JAKARTA – Di balik suara nozel mengisi tangki kendaraan di SPBU Pertamina, ada kisah panjang perdagangan energi lintas negara. Selama dua dekade terakhir, Singapura menjadi pemasok utama bahan bakar minyak (BBM) ke Indonesia — ironis, mengingat negara itu tidak memiliki satu pun ladang minyak.
Laporan dari Badan Pusat Statistik (BPS) dan Kementerian Energi dan Sumber Daya Mineral (ESDM) menunjukkan bahwa lebih dari 30% impor BBM Indonesia berasal dari Singapura hingga tahun 2023. Namun, dalam dua tahun terakhir, kebijakan energi nasional mulai bergeser: Indonesia mulai melirik negara-negara produsen langsung, seperti Arab Saudi, Uni Emirat Arab, dan bahkan Amerika Serikat.
“Singapura adalah hub energi regional, bukan produsen. Mereka menyuling dan mengekspor BBM ke kawasan, termasuk ke Indonesia,” jelas Fabi Tumiwa, Direktur Eksekutif Institute for Essential Services Reform (IESR), saat dihubungi Tempo.
Impor Produk Jadi, Bukan Minyak Mentah
Masalah utama yang dihadapi Indonesia adalah kapasitas kilang dalam negeri yang belum memadai.

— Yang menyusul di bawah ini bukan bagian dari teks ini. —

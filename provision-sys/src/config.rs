// SPDX-License-Identifier: GPL-3.0-only

//! Provisioner configuration and storage layout files

use std::fs;
use std::path::{Path, PathBuf};

use provision_types::StorageLayout;
use serde::{Deserialize, Serialize};

use crate::error::{ProvisionError, Result};

#[derive(Debug, Clone, PartialEq, Eq, Serialize, Deserialize)]
#[serde(default)]
pub struct ProvisionConfig {
    /// Root prefix every planned mount lands under
    pub target_root: PathBuf,

    /// Mount table path, relative to the target root
    pub fstab_path: PathBuf,

    /// Legacy disk descriptor path, relative to the target root
    pub disk_descriptor_path: PathBuf,

    /// Host path whose presence enables the efivarfs mount
    pub efivars_path: PathBuf,

    pub raid: RaidConfig,

    pub wipe: WipeConfig,
}

#[derive(Debug, Clone, PartialEq, Eq, Serialize, Deserialize)]
#[serde(default)]
pub struct RaidConfig {
    /// Minimum resync speed in KiB/s
    pub speed_limit_min: u64,

    pub speed_limit_path: PathBuf,
}

#[derive(Debug, Clone, PartialEq, Eq, Serialize, Deserialize)]
#[serde(default)]
pub struct WipeConfig {
    /// Disk name prefixes that are never wiped
    pub ignore_prefixes: Vec<String>,

    /// Block size of the dd overwrite fallback, in bytes
    pub block_size: u64,

    pub sysfs_block_root: PathBuf,

    pub mountinfo_path: PathBuf,
}

impl Default for ProvisionConfig {
    fn default() -> Self {
        Self {
            target_root: PathBuf::from("/target"),
            fstab_path: PathBuf::from("etc/fstab"),
            disk_descriptor_path: PathBuf::from("etc/provision/disk.json"),
            efivars_path: PathBuf::from("/sys/firmware/efi/efivars"),
            raid: RaidConfig::default(),
            wipe: WipeConfig::default(),
        }
    }
}

impl Default for RaidConfig {
    fn default() -> Self {
        Self {
            speed_limit_min: 200_000,
            speed_limit_path: PathBuf::from("/proc/sys/dev/raid/speed_limit_min"),
        }
    }
}

impl Default for WipeConfig {
    fn default() -> Self {
        Self {
            ignore_prefixes: ["loop", "ram", "zram", "sr", "fd", "nbd", "dm-", "md"]
                .into_iter()
                .map(String::from)
                .collect(),
            block_size: 4096,
            sysfs_block_root: PathBuf::from("/sys/block"),
            mountinfo_path: PathBuf::from("/proc/self/mountinfo"),
        }
    }
}

impl ProvisionConfig {
    pub fn from_toml_str(input: &str) -> std::result::Result<Self, toml::de::Error> {
        toml::from_str(input)
    }

    /// Load configuration, falling back to defaults when no path is given.
    pub fn load(path: Option<&Path>) -> Result<Self> {
        let Some(path) = path else {
            return Ok(Self::default());
        };

        let raw = fs::read_to_string(path).map_err(|error| ProvisionError::Config {
            path: path.to_path_buf(),
            reason: error.to_string(),
        })?;

        let config = Self::from_toml_str(&raw).map_err(|error| ProvisionError::Config {
            path: path.to_path_buf(),
            reason: error.to_string(),
        })?;

        if config.wipe.block_size == 0 {
            return Err(ProvisionError::Config {
                path: path.to_path_buf(),
                reason: "wipe.block_size must be greater than zero".to_string(),
            });
        }

        Ok(config)
    }

    /// Absolute path of `relative` inside the target root
    pub fn in_target(&self, relative: impl AsRef<Path>) -> PathBuf {
        join_under(&self.target_root, relative.as_ref())
    }
}

/// Join `path` below `root`, treating an absolute `path` as root-relative.
pub fn join_under(root: &Path, path: &Path) -> PathBuf {
    match path.strip_prefix("/") {
        Ok(relative) => root.join(relative),
        Err(_) => root.join(path),
    }
}

/// Read a layout file, JSON when the extension says so and TOML otherwise.
pub fn load_layout(path: &Path) -> Result<StorageLayout> {
    let raw = fs::read_to_string(path).map_err(|error| ProvisionError::Config {
        path: path.to_path_buf(),
        reason: error.to_string(),
    })?;

    let is_json = path
        .extension()
        .is_some_and(|extension| extension.eq_ignore_ascii_case("json"));
    let layout = if is_json {
        StorageLayout::from_json_str(&raw)
    } else {
        StorageLayout::from_toml_str(&raw)
    };

    Ok(layout?)
}

#[cfg(test)]
mod tests {
    use super::*;
    use crate::testing::TempDir;

    #[test]
    fn partial_toml_keeps_defaults() {
        let config = ProvisionConfig::from_toml_str(
            "target_root = \"/mnt/node\"\n[wipe]\nblock_size = 512\n",
        )
        .expect("config parses");

        assert_eq!(config.target_root, PathBuf::from("/mnt/node"));
        assert_eq!(config.wipe.block_size, 512);
        assert!(config.wipe.ignore_prefixes.iter().any(|p| p == "loop"));
        assert_eq!(config.raid.speed_limit_min, 200_000);
    }

    #[test]
    fn resolves_paths_inside_target() {
        let config = ProvisionConfig::default();
        assert_eq!(config.in_target("etc/fstab"), PathBuf::from("/target/etc/fstab"));
        assert_eq!(config.in_target("/var/lib"), PathBuf::from("/target/var/lib"));
        assert_eq!(config.in_target("/"), PathBuf::from("/target"));
    }

    #[test]
    fn zero_block_size_is_rejected() {
        let temp = TempDir::new();
        let path = temp.path.join("provision.toml");
        fs::write(&path, "[wipe]\nblock_size = 0\n").expect("write config");

        let error = ProvisionConfig::load(Some(&path)).unwrap_err();
        assert!(matches!(error, ProvisionError::Config { .. }));
        assert_eq!(ProvisionConfig::load(None).expect("defaults"), ProvisionConfig::default());
    }

    #[test]
    fn layout_format_follows_extension() {
        let temp = TempDir::new();
        let json = temp.path.join("layout.json");
        let toml = temp.path.join("layout.toml");
        fs::write(
            &json,
            r#"{"filesystems":[{"device":"/dev/sda2","format":"ext4","mount_path":"/"}]}"#,
        )
        .expect("write json");
        fs::write(
            &toml,
            "[[filesystems]]\ndevice = \"/dev/sda2\"\nformat = \"ext4\"\nmount_path = \"/\"\n",
        )
        .expect("write toml");

        assert_eq!(
            load_layout(&json).expect("json layout"),
            load_layout(&toml).expect("toml layout")
        );
    }

    #[test]
    fn unknown_enum_values_in_layout_are_unsupported() {
        let temp = TempDir::new();
        let path = temp.path.join("layout.toml");
        fs::write(&path, "[[filesystems]]\ndevice = \"/dev/sda1\"\nformat = \"xfs\"\n")
            .expect("write layout");

        let error = load_layout(&path).unwrap_err();
        assert!(matches!(error, ProvisionError::UnsupportedConfiguration(_)), "{error}");
        assert!(error.to_string().contains("xfs"));

        let json = temp.path.join("layout.json");
        fs::write(
            &json,
            r#"{"logical_volumes":[{"name":"data","volume_group":"vg0","allocation":"thin"}]}"#,
        )
        .expect("write layout");

        let error = load_layout(&json).unwrap_err();
        assert!(matches!(error, ProvisionError::UnsupportedConfiguration(_)), "{error}");
        assert!(error.to_string().contains("thin"));
    }
}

Dari sekitar 1,6 juta barrel kebutuhan per hari, hanya sekitar 800 ribu barrel yang bisa dipenuhi dari kilang dalam negeri seperti Cilacap, Balikpapan, dan Dumai. Sisanya harus diimpor, terutama dalam bentuk BBM siap pakai.
Singapura memiliki kilang kelas dunia milik ExxonMobil dan Shell yang sanggup memproses jutaan barrel per hari. Produk hasil olahan ini dijual ke negara-negara Asia Tenggara melalui pelabuhan Jurong, yang dikenal sebagai salah satu pusat logistik dan perdagangan energi terbesar di dunia.
Diversifikasi Pasokan: Amerika dan Timur Tengah
Mulai 2023, Pertamina melalui sub-holding Pertamina Patra Niaga dan Pertamina International Shipping mulai menjalin kontrak langsung ke negara-negara produsen minyak mentah dan BBM. Langkah ini ditempuh untuk mengurangi biaya, meningkatkan efisiensi, dan memperkuat ketahanan energi nasional.
“Kami mengembangkan kerja sama strategis dengan Uni Emirat Arab dan Amerika Serikat untuk pembelian produk BBM secara langsung,” ujar Nicke Widyawati, Direktur Utama Pertamina, dalam wawancara dengan CNBC Indonesia tahun lalu.
Faktor Geopolitik dan Harga
Perubahan ini juga didorong oleh ketidakpastian global. Perang di Ukraina, ketegangan Laut Merah, dan gangguan rantai pasok dari Timur Tengah membuat pemerintah mencari alternatif yang lebih stabil.
AS, yang sejak ledakan produksi shale oil menjadi eksportir energi utama dunia, menjadi pilihan logis. Sementara UEA dan Arab Saudi menawarkan kontrak jangka panjang dengan harga kompetitif.
“Diversifikasi ini juga untuk menjamin pasokan energi di tengah volatilitas geopolitik,” jelas Satya Widya Yudha, anggota Dewan Energi Nasional.
Masih Bergantung pada Singapura?
Meskipun Indonesia mulai melirik produsen langsung, ketergantungan pada Singapura belum bisa sepenuhnya dihentikan. Pasalnya, kedekatan geografis, infrastruktur logistik, dan kecepatan distribusi masih membuat Singapura unggul dalam keadaan darurat pasokan.
“Singapura akan tetap menjadi bagian dari rantai pasok regional kita, minimal untuk jangka menengah,” ungkap Rida Mulyana, Sekjen Kementerian ESDM, dalam Forum Energi Nasional 2024.